Я незряче глянула на него и принялась сверлить взглядом телефонный аппарат. Мне хотелось немедленно, сию же минуту, сообщить Лазарчуку, что я, похоже, нашла убийцу Алика Дыркина! Темно-синие буквы на поросшей рыжей шерстью руке жуткого типа, застуканного мной на месте преступления, я запомнила очень хорошо и могла поручиться чем угодно: это те самые буквы и та самая рука!

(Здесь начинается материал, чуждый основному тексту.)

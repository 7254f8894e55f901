// Provider registry - model id to descriptor and adapter, built once at startup

use super::providers::Adapter;
use super::types::{Capability, ContentKind, Locality, ResourceClass};
use serde::Serialize;
use std::collections::HashMap;

/// Static facts about one selectable model
#[derive(Debug, Clone, PartialEq, Eq, Serialize)]
pub struct ProviderDescriptor {
    pub model_id: String,
    pub display_name: String,
    pub capability: Capability,
    pub locality: Locality,
    pub resource_class: ResourceClass,
    /// Identifier the backing service knows the model by
    pub backing_identifier: String,
    /// Whether the model can be asked for JSON output
    pub structured_output: bool,
}

impl ProviderDescriptor {
    /// Remote API model; never touches the local accelerator
    pub fn remote(model_id: impl Into<String>, capability: Capability, backing: impl Into<String>) -> Self {
        let model_id = model_id.into();
        Self {
            display_name: model_id.clone(),
            model_id,
            capability,
            locality: Locality::RemoteApi,
            resource_class: ResourceClass::None,
            backing_identifier: backing.into(),
            structured_output: false,
        }
    }

    /// Locally hosted model with the given claim on the accelerator
    pub fn local(
        model_id: impl Into<String>,
        capability: Capability,
        resource_class: ResourceClass,
        backing: impl Into<String>,
    ) -> Self {
        Self {
            locality: Locality::LocalInference,
            resource_class,
            ..Self::remote(model_id, capability, backing)
        }
    }

    pub fn with_display_name(mut self, display_name: impl Into<String>) -> Self {
        self.display_name = display_name.into();
        self
    }

    pub fn with_structured_output(mut self, structured_output: bool) -> Self {
        self.structured_output = structured_output;
        self
    }

    pub fn is_local(&self) -> bool {
        self.locality == Locality::LocalInference
    }
}

/// Descriptor paired with the adapter that serves it
#[derive(Debug, Clone)]
pub struct RegisteredProvider {
    pub descriptor: ProviderDescriptor,
    pub adapter: Adapter,
}

#[derive(Debug, thiserror::Error, PartialEq, Eq)]
pub enum RegistryError {
    #[error("Model '{model_id}' is not registered for {kind}")]
    NotFound { model_id: String, kind: ContentKind },

    #[error("No default model configured for {0}")]
    NoDefault(ContentKind),

    #[error("Model '{model_id}' declares {declared:?} but its adapter provides {actual:?}")]
    CapabilityMismatch {
        model_id: String,
        declared: Capability,
        actual: Capability,
    },

    #[error("Model '{0}' registered twice")]
    Duplicate(String),
}

/// Collects providers before the registry is frozen
#[derive(Default)]
pub struct RegistryBuilder {
    providers: HashMap<String, RegisteredProvider>,
    defaults: HashMap<ContentKind, String>,
}

impl RegistryBuilder {
    pub fn new() -> Self {
        Self::default()
    }

    pub fn register(&mut self, descriptor: ProviderDescriptor, adapter: Adapter) -> Result<&mut Self, RegistryError> {
        if descriptor.capability != adapter.capability() {
            return Err(RegistryError::CapabilityMismatch {
                model_id: descriptor.model_id,
                declared: descriptor.capability,
                actual: adapter.capability(),
            });
        }
        if self.providers.contains_key(&descriptor.model_id) {
            return Err(RegistryError::Duplicate(descriptor.model_id));
        }
        tracing::debug!(
            "Registered {} ({:?}, {:?}) -> {}",
            descriptor.model_id,
            descriptor.capability,
            descriptor.locality,
            descriptor.backing_identifier
        );
        self.providers
            .insert(descriptor.model_id.clone(), RegisteredProvider { descriptor, adapter });
        Ok(self)
    }

    /// Model used when a request names none or an unknown one
    pub fn default_for(&mut self, kind: ContentKind, model_id: impl Into<String>) -> &mut Self {
        self.defaults.insert(kind, model_id.into());
        self
    }

    pub fn build(self) -> ProviderRegistry {
        let mut defaults = HashMap::new();
        for (kind, model_id) in self.defaults {
            match self.providers.get(&model_id) {
                Some(p) if p.descriptor.capability == kind.capability() => {
                    defaults.insert(kind, model_id);
                }
                _ => tracing::warn!("Default {} model '{}' is not available; {} requests need an explicit model", kind, model_id, kind),
            }
        }
        ProviderRegistry {
            providers: self.providers,
            defaults,
        }
    }
}

/// Read-only model catalog shared by every request
#[derive(Debug)]
pub struct ProviderRegistry {
    providers: HashMap<String, RegisteredProvider>,
    defaults: HashMap<ContentKind, String>,
}

impl ProviderRegistry {
    pub fn builder() -> RegistryBuilder {
        RegistryBuilder::new()
    }

    /// Exact lookup; the model must serve `kind`
    pub fn resolve(&self, model_id: &str, kind: ContentKind) -> Result<&RegisteredProvider, RegistryError> {
        self.providers
            .get(model_id)
            .filter(|p| p.descriptor.capability == kind.capability())
            .ok_or_else(|| RegistryError::NotFound {
                model_id: model_id.to_string(),
                kind,
            })
    }

    /// Lookup that falls back to the kind's default instead of failing
    pub fn resolve_or_default(
        &self,
        model_id: Option<&str>,
        kind: ContentKind,
    ) -> Result<&RegisteredProvider, RegistryError> {
        if let Some(model_id) = model_id {
            match self.resolve(model_id, kind) {
                Ok(provider) => return Ok(provider),
                Err(_) => tracing::warn!("Unknown {} model '{}', using default", kind, model_id),
            }
        }
        let default = self.defaults.get(&kind).ok_or(RegistryError::NoDefault(kind))?;
        tracing::debug!("Using default {} model {}", kind, default);
        self.resolve(default, kind)
    }

    pub fn contains(&self, model_id: &str, kind: ContentKind) -> bool {
        self.resolve(model_id, kind).is_ok()
    }

    pub fn default_for(&self, kind: ContentKind) -> Option<&str> {
        self.defaults.get(&kind).map(String::as_str)
    }

    pub fn get(&self, model_id: &str) -> Option<&RegisteredProvider> {
        self.providers.get(model_id)
    }

    /// Descriptors serving `kind`, sorted by model id
    pub fn models(&self, kind: ContentKind) -> Vec<&ProviderDescriptor> {
        let mut models: Vec<_> = self
            .providers
            .values()
            .map(|p| &p.descriptor)
            .filter(|d| d.capability == kind.capability())
            .collect();
        models.sort_by(|a, b| a.model_id.cmp(&b.model_id));
        models
    }

    pub fn providers(&self) -> impl Iterator<Item = &RegisteredProvider> {
        self.providers.values()
    }

    pub fn len(&self) -> usize {
        self.providers.len()
    }

    pub fn is_empty(&self) -> bool {
        self.providers.is_empty()
    }
}

#[cfg(test)]
mod tests {
    use super::*;
    use crate::orchestration::providers::testing::{RecordingImage, ScriptedChat};
    use std::sync::Arc;

    fn chat() -> Adapter {
        Adapter::Chat(Arc::new(ScriptedChat::default()))
    }

    fn registry() -> ProviderRegistry {
        let mut builder = ProviderRegistry::builder();
        builder
            .register(ProviderDescriptor::remote("gpt4o-mini", Capability::Chat, "openai/gpt-4o-mini"), chat())
            .unwrap()
            .register(
                ProviderDescriptor::local("llama", Capability::Chat, ResourceClass::GpuHeavy, "llama3.2"),
                chat(),
            )
            .unwrap()
            .register(
                ProviderDescriptor::remote("dall-e-3", Capability::Image, "dall-e-3"),
                Adapter::Image(Arc::new(RecordingImage::default())),
            )
            .unwrap();
        builder
            .default_for(ContentKind::Text, "gpt4o-mini")
            .default_for(ContentKind::Image, "dall-e-3")
            .default_for(ContentKind::SpeechSynthesis, "tts-1");
        builder.build()
    }

    #[test]
    fn test_resolve_exact_and_wrong_kind() {
        let registry = registry();
        assert_eq!(
            registry.resolve("llama", ContentKind::Text).unwrap().descriptor.backing_identifier,
            "llama3.2"
        );
        assert_eq!(
            registry.resolve("llama", ContentKind::Image).unwrap_err(),
            RegistryError::NotFound {
                model_id: "llama".into(),
                kind: ContentKind::Image
            }
        );
    }

    #[test]
    fn test_unknown_or_mismatched_ids_fall_back_to_default() {
        let registry = registry();
        for id in [None, Some("gpt-9"), Some("dall-e-3"), Some("")] {
            let provider = registry.resolve_or_default(id, ContentKind::Text).unwrap();
            assert_eq!(provider.descriptor.model_id, "gpt4o-mini");
        }
    }

    #[test]
    fn test_dangling_default_is_dropped() {
        let registry = registry();
        assert_eq!(registry.default_for(ContentKind::SpeechSynthesis), None);
        assert_eq!(
            registry.resolve_or_default(Some("tts-1"), ContentKind::SpeechSynthesis).unwrap_err(),
            RegistryError::NoDefault(ContentKind::SpeechSynthesis)
        );
    }

    #[test]
    fn test_register_rejects_mismatch_and_duplicates() {
        let mut builder = RegistryBuilder::new();
        let err = builder
            .register(ProviderDescriptor::remote("dall-e-3", Capability::Image, "dall-e-3"), chat())
            .err()
            .unwrap();
        assert!(matches!(err, RegistryError::CapabilityMismatch { .. }));

        builder
            .register(ProviderDescriptor::remote("gemini-pro", Capability::Chat, "google/gemini-pro"), chat())
            .unwrap();
        let err = builder
            .register(ProviderDescriptor::remote("gemini-pro", Capability::Chat, "google/gemini-pro"), chat())
            .err()
            .unwrap();
        assert_eq!(err, RegistryError::Duplicate("gemini-pro".into()));
    }

    #[test]
    fn test_models_are_sorted_per_kind() {
        let registry = registry();
        let ids: Vec<_> = registry
            .models(ContentKind::Text)
            .into_iter()
            .map(|d| d.model_id.as_str())
            .collect();
        assert_eq!(ids, vec!["gpt4o-mini", "llama"]);
        assert!(registry.models(ContentKind::SpeechRecognition).is_empty());
        assert!(registry.contains("dall-e-3", ContentKind::Image));
        assert_eq!(registry.len(), 3);
    }
}
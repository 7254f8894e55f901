// Error types for the generation pipeline

use super::types::ContentKind;
use std::fmt;
use std::time::Duration;

/// Per-request pipeline stage; failures report the last one completed
#[derive(Debug, Clone, Copy, PartialEq, Eq, PartialOrd, Ord)]
pub enum Stage {
    Received,
    Validated,
    Resolved,
    Composed,
    LeaseHeld,
    ProviderInvoked,
    Moderated,
    Completed,
}

impl Stage {
    pub fn as_str(&self) -> &'static str {
        match self {
            Stage::Received => "received",
            Stage::Validated => "validated",
            Stage::Resolved => "resolved",
            Stage::Composed => "composed",
            Stage::LeaseHeld => "lease_held",
            Stage::ProviderInvoked => "provider_invoked",
            Stage::Moderated => "moderated",
            Stage::Completed => "completed",
        }
    }
}

impl fmt::Display for Stage {
    fn fmt(&self, f: &mut fmt::Formatter<'_>) -> fmt::Result {
        f.write_str(self.as_str())
    }
}

/// Failure reported by a backing model or service
#[derive(Debug, thiserror::Error)]
pub enum ProviderError {
    #[error("Rate limited: {0}")]
    RateLimited(String),

    #[error("Invalid request: {0}")]
    InvalidRequest(String),

    #[error("Network error: {0}")]
    Network(String),

    #[error("Timed out: {0}")]
    Timeout(String),

    #[error("Malformed response: {0}")]
    Malformed(String),

    #[error("Local inference error: {0}")]
    Local(String),

    #[error("Not configured: {0}")]
    NotConfigured(String),
}

impl ProviderError {
    /// Classify an HTTP error status returned by a provider
    pub fn from_status(status: u16, body: impl Into<String>) -> Self {
        let body = body.into();
        match status {
            429 => ProviderError::RateLimited(body),
            400..=499 => ProviderError::InvalidRequest(format!("{}: {}", status, body)),
            _ => ProviderError::Network(format!("{}: {}", status, body)),
        }
    }
}

impl From<reqwest::Error> for ProviderError {
    fn from(err: reqwest::Error) -> Self {
        if err.is_timeout() {
            ProviderError::Timeout(err.to_string())
        } else if err.is_decode() {
            ProviderError::Malformed(err.to_string())
        } else {
            ProviderError::Network(err.to_string())
        }
    }
}

impl From<ollama::OllamaError> for ProviderError {
    fn from(err: ollama::OllamaError) -> Self {
        match err {
            ollama::OllamaError::Status { status, body } => ProviderError::from_status(status, body),
            ollama::OllamaError::Network(e) => e.into(),
        }
    }
}

impl From<imagent::ImageGenError> for ProviderError {
    fn from(err: imagent::ImageGenError) -> Self {
        if err.is_caller_error() {
            ProviderError::InvalidRequest(err.to_string())
        } else {
            ProviderError::Local(err.to_string())
        }
    }
}

/// Typed failure of `generate`
#[derive(Debug, thiserror::Error)]
pub enum GenerationError {
    #[error("Invalid request: {0}")]
    Validation(String),

    #[error("No {kind} model available for '{model_id}'")]
    UnsupportedModel { model_id: String, kind: ContentKind },

    #[error("Provider failed after stage {stage}: {source}")]
    Provider {
        stage: Stage,
        #[source]
        source: ProviderError,
    },

    #[error("Accelerator busy after stage {stage}: no lease within {waited:?}")]
    ResourceExhausted { stage: Stage, waited: Duration },

    #[error("Timed out after stage {stage}: exceeded {after:?}")]
    Timeout { stage: Stage, after: Duration },
}

impl GenerationError {
    pub fn provider(stage: Stage, source: ProviderError) -> Self {
        GenerationError::Provider { stage, source }
    }

    /// Last stage completed before the failure
    pub fn stage(&self) -> Stage {
        match self {
            GenerationError::Validation(_) => Stage::Received,
            GenerationError::UnsupportedModel { .. } => Stage::Validated,
            GenerationError::Provider { stage, .. }
            | GenerationError::ResourceExhausted { stage, .. }
            | GenerationError::Timeout { stage, .. } => *stage,
        }
    }

    /// Whether the caller can fix this by changing the request
    pub fn is_user_error(&self) -> bool {
        matches!(
            self,
            GenerationError::Validation(_) | GenerationError::UnsupportedModel { .. }
        )
    }
}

Если, конечно, убийца Дыркина не предоставил свою конечность придурочному диггеру как донорский орган. Что крайне маловероятно…
Я побарабанила пальцами по столу.
— Кажись, она пальчики откатывать готовится. То есть отпечатки пальцев снимать, — пояснил встревоженным моим поведением коллегам невыносимый Вадик. — Урки называют это «играть на пианино».
— Дурак ты, Вадик, и не лечишься, — с досадой сказала я.